ASSIGNMENT:
Compute how many lines in the entries below include the string "namespaces". Only the number is wanted.
Start of INFORMATION SHOWN
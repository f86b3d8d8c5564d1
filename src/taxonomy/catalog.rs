//! The GitHub action catalog
//!
//! This list is an externally documented contract. Changes must be additive:
//! removing or renaming an action breaks existing policies.

use crate::error::ConfigError;
use crate::taxonomy::registry::{Taxonomy, TaxonomyBuilder};

const REPOSITORY_ACTIONS: &[&str] = &[
    "metadata:read",
    "actions:read",
    "statuses:read",
    "code:read",
    "code:write",
    "git:read",
    "git:write",
];

const ISSUE_ACTIONS: &[&str] = &[
    "issues:read",
    "issues:write",
    "issues:edit",
    "issues:comment_edit",
];

const SUBISSUE_ACTIONS: &[&str] = &[
    "subissues:list",
    "subissues:parent",
    "subissues:add",
    "subissues:remove",
    "subissues:reprioritize",
];

const DISCUSSION_READ_ACTIONS: &[&str] = &[
    "discussions:list",
    "discussions:get",
    "discussions:comment_list",
];

const DISCUSSION_WRITE_ONLY_ACTIONS: &[&str] = &[
    "discussions:create",
    "discussions:update",
    "discussions:close",
    "discussions:reopen",
    "discussions:delete",
    "discussions:comment_add",
    "discussions:comment_edit",
    "discussions:comment_delete",
    "discussions:answer",
    "discussions:unanswer",
    "discussions:poll_vote",
];

const PULL_REQUESTS_READ_ACTIONS: &[&str] = &[
    "pr:list",
    "pr:get",
    "pr:commits",
    "pr:files",
    "pr:merge_status",
    "pr:reviewer_list",
    "pr:review_list",
    "pr:review_get",
    "pr:review_comments",
    "pr:review_comment_list_all",
    "pr:review_comment_list",
    "pr:review_comment_get",
    "pr:comment_list_all",
    "pr:comment_list",
    "pr:comment_get",
];

const PULL_REQUESTS_WRITE_ONLY_ACTIONS: &[&str] = &[
    "pr:create",
    "pr:create_draft",
    "pr:update",
    "pr:close",
    "pr:reopen",
    "pr:convert_to_draft",
    "pr:mark_ready",
    "pr:update_branch",
    "pr:reviewer_request",
    "pr:reviewer_remove",
    "pr:review_pending",
    "pr:approve",
    "pr:request_changes",
    "pr:review_comment_only",
    "pr:review_update",
    "pr:review_delete",
    "pr:review_dismiss",
    "pr:review_submit_approve",
    "pr:review_submit_request_changes",
    "pr:review_submit_comment",
    "pr:review_comment_create",
    "pr:review_comment_update",
    "pr:review_comment_delete",
    "pr:review_comment_reply",
    "pr:comment_create",
    "pr:comment_update",
    "pr:comment_delete",
];

const PULLS_CONTRIBUTE_ONLY_ACTIONS: &[&str] = &[
    "pr:create",
    "pr:create_draft",
    "pr:update",
    "pr:convert_to_draft",
    "pr:mark_ready",
    "pr:comment_create",
    "pr:comment_update",
    "pr:review_comment_create",
    "pr:review_comment_update",
    "pr:review_comment_reply",
    "pr:review_pending",
    "pr:approve",
    "pr:request_changes",
    "pr:review_comment_only",
    "pr:review_update",
    "pr:review_submit_approve",
    "pr:review_submit_request_changes",
    "pr:review_submit_comment",
    "pr:reviewer_request",
];

const PR_MERGE_ACTIONS: &[&str] = &["pr:merge_commit", "pr:merge_squash", "pr:merge_rebase"];

// No confirmed minimum permission upstream. Kept out of every bundle so they
// are granted only by name, `pr:*` or `*`.
const PR_UNCONFIRMED_ACTIONS: &[&str] = &[
    "pr:auto_merge_enable",
    "pr:auto_merge_disable",
    "pr:merge_queue_enqueue",
    "pr:merge_queue_dequeue",
    "pr:file_viewed_mark",
    "pr:file_viewed_unmark",
    "pr:review_thread_resolve",
    "pr:review_thread_unresolve",
    "pr:revert",
];

/// Build the GitHub taxonomy
pub fn github() -> Result<Taxonomy, ConfigError> {
    let mut builder = TaxonomyBuilder::new();

    builder
        .primitives(REPOSITORY_ACTIONS)?
        .primitives(ISSUE_ACTIONS)?
        .primitives(SUBISSUE_ACTIONS)?
        .primitives(DISCUSSION_READ_ACTIONS)?
        .primitives(DISCUSSION_WRITE_ONLY_ACTIONS)?
        .primitives(PULL_REQUESTS_READ_ACTIONS)?
        .primitives(PULL_REQUESTS_WRITE_ONLY_ACTIONS)?
        .primitives(PR_MERGE_ACTIONS)?
        .primitives(PR_UNCONFIRMED_ACTIONS)?;

    builder
        .bundle("pull-requests:read", PULL_REQUESTS_READ_ACTIONS)?
        .bundle(
            "pulls:contribute",
            &with_base("pull-requests:read", PULLS_CONTRIBUTE_ONLY_ACTIONS),
        )?
        .bundle(
            "pull-requests:write",
            &with_base("pull-requests:read", PULL_REQUESTS_WRITE_ONLY_ACTIONS),
        )?
        .bundle("pr:merge", PR_MERGE_ACTIONS)?
        .bundle("discussions:read", DISCUSSION_READ_ACTIONS)?
        .bundle(
            "discussions:write",
            &with_base("discussions:read", DISCUSSION_WRITE_ONLY_ACTIONS),
        )?
        .bundle("subissues:read", &["subissues:list", "subissues:parent"])?
        .bundle(
            "subissues:write",
            &[
                "subissues:read",
                "subissues:add",
                "subissues:remove",
                "subissues:reprioritize",
            ],
        )?;

    Ok(builder.build())
}

fn with_base<'a>(base: &'a str, extra: &[&'a str]) -> Vec<&'a str> {
    std::iter::once(base).chain(extra.iter().copied()).collect()
}
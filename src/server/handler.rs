//! Route handlers

use crate::access_control::{DenyReason, RuleSummary};
use crate::classifier::Request;
use crate::credentials::Transport;
use crate::kernel::{Decision, Outcome, SharedKernel};
use crate::taxonomy::ActionSet;
use crate::upstream::{CredentialProbe, CredentialStatus};
use axum::{
    Json, Router,
    extract::{State, rejection::JsonRejection},
    http::StatusCode,
    response::{IntoResponse, Response},
    routing::{get, post},
};
use serde::Serialize;
use serde_json::json;
use std::collections::BTreeMap;
use std::sync::Arc;
use tower_http::trace::TraceLayer;
use tracing::{debug, instrument};

/// Shared state for route handlers
#[derive(Clone)]
pub struct AppState {
    pub kernel: Arc<SharedKernel>,
    pub probe: Arc<dyn CredentialProbe>,
}

impl AppState {
    pub fn new(kernel: Arc<SharedKernel>, probe: Arc<dyn CredentialProbe>) -> Self {
        Self { kernel, probe }
    }
}

/// Build the router
pub fn router(state: AppState) -> Router {
    Router::new()
        .route("/healthz", get(healthz))
        .route("/v1/authorize", post(authorize))
        .route("/v1/actions", get(actions))
        .route("/v1/credentials/status", get(credentials_status))
        .layer(TraceLayer::new_for_http())
        .with_state(state)
}

/// JSON form of a [`Decision`]. Names the selected credential, never its secret.
#[derive(Debug, Serialize)]
pub struct DecisionBody {
    pub outcome: Outcome,
    #[serde(skip_serializing_if = "Option::is_none")]
    pub repo: Option<String>,
    pub actions: ActionSet,
    #[serde(skip_serializing_if = "Option::is_none")]
    pub rule: Option<RuleSummary>,
    #[serde(skip_serializing_if = "Option::is_none")]
    pub credential: Option<String>,
    /// Authorization scheme to present upstream with the credential
    #[serde(skip_serializing_if = "Option::is_none")]
    pub auth_scheme: Option<&'static str>,
    #[serde(skip_serializing_if = "Option::is_none")]
    pub reason: Option<ReasonBody>,
}

#[derive(Debug, Serialize)]
pub struct ReasonBody {
    pub code: &'static str,
    pub message: String,
}

impl From<&DenyReason> for ReasonBody {
    fn from(reason: &DenyReason) -> Self {
        Self {
            code: reason.code(),
            message: reason.to_string(),
        }
    }
}

impl DecisionBody {
    pub fn new(decision: &Decision, transport: Transport) -> Self {
        Self {
            outcome: decision.outcome,
            repo: decision.repo.as_ref().map(|r| r.full_name()),
            actions: decision.actions.clone(),
            rule: decision.matched_rule.clone(),
            credential: decision.credential.as_ref().map(|c| c.name().to_string()),
            auth_scheme: decision
                .credential
                .as_ref()
                .map(|c| c.auth_header(transport).scheme()),
            reason: decision.reason.as_ref().map(ReasonBody::from),
        }
    }
}

async fn healthz() -> Json<serde_json::Value> {
    Json(json!({
        "status": "ok",
        "version": env!("CARGO_PKG_VERSION"),
    }))
}

/// `POST /v1/authorize`: 200 on allow, 403 on deny, 400 on a malformed body
async fn authorize(
    State(state): State<AppState>,
    payload: Result<Json<Request>, JsonRejection>,
) -> Response {
    let request = match payload {
        Ok(Json(request)) => request,
        Err(rejection) => {
            debug!(error = %rejection.body_text(), "Rejected malformed request");
            return (
                StatusCode::BAD_REQUEST,
                Json(json!({ "error": rejection.body_text() })),
            )
                .into_response();
        }
    };

    let decision = state.kernel.authorize(&request);
    let status = if decision.is_allowed() {
        StatusCode::OK
    } else {
        StatusCode::FORBIDDEN
    };

    let body = DecisionBody::new(&decision, request.transport());
    (status, Json(body)).into_response()
}

#[derive(Debug, Serialize)]
struct Catalog {
    namespaces: BTreeMap<String, ActionSet>,
    bundles: BTreeMap<String, ActionSet>,
}

/// `GET /v1/actions`: namespaces with their primitives, bundles with their expansion
async fn actions(State(state): State<AppState>) -> Json<Catalog> {
    let kernel = state.kernel.current();
    let taxonomy = kernel.taxonomy();

    Json(Catalog {
        namespaces: taxonomy
            .namespaces()
            .map(|(ns, set)| (ns.to_string(), set.clone()))
            .collect(),
        bundles: taxonomy
            .bundles()
            .map(|(name, set)| (name.to_string(), set.clone()))
            .collect(),
    })
}

#[derive(Debug, Serialize)]
struct StatusReport {
    credentials: Vec<CredentialStatus>,
}

/// `GET /v1/credentials/status`: probe every configured credential upstream
#[instrument(skip(state))]
async fn credentials_status(State(state): State<AppState>) -> Json<StatusReport> {
    let kernel = state.kernel.current();

    let mut credentials = Vec::new();
    for credential in kernel.credentials().iter() {
        credentials.push(state.probe.probe(credential).await);
    }

    Json(StatusReport { credentials })
}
End of INFORMATION SHOWN
RESPONSE:
4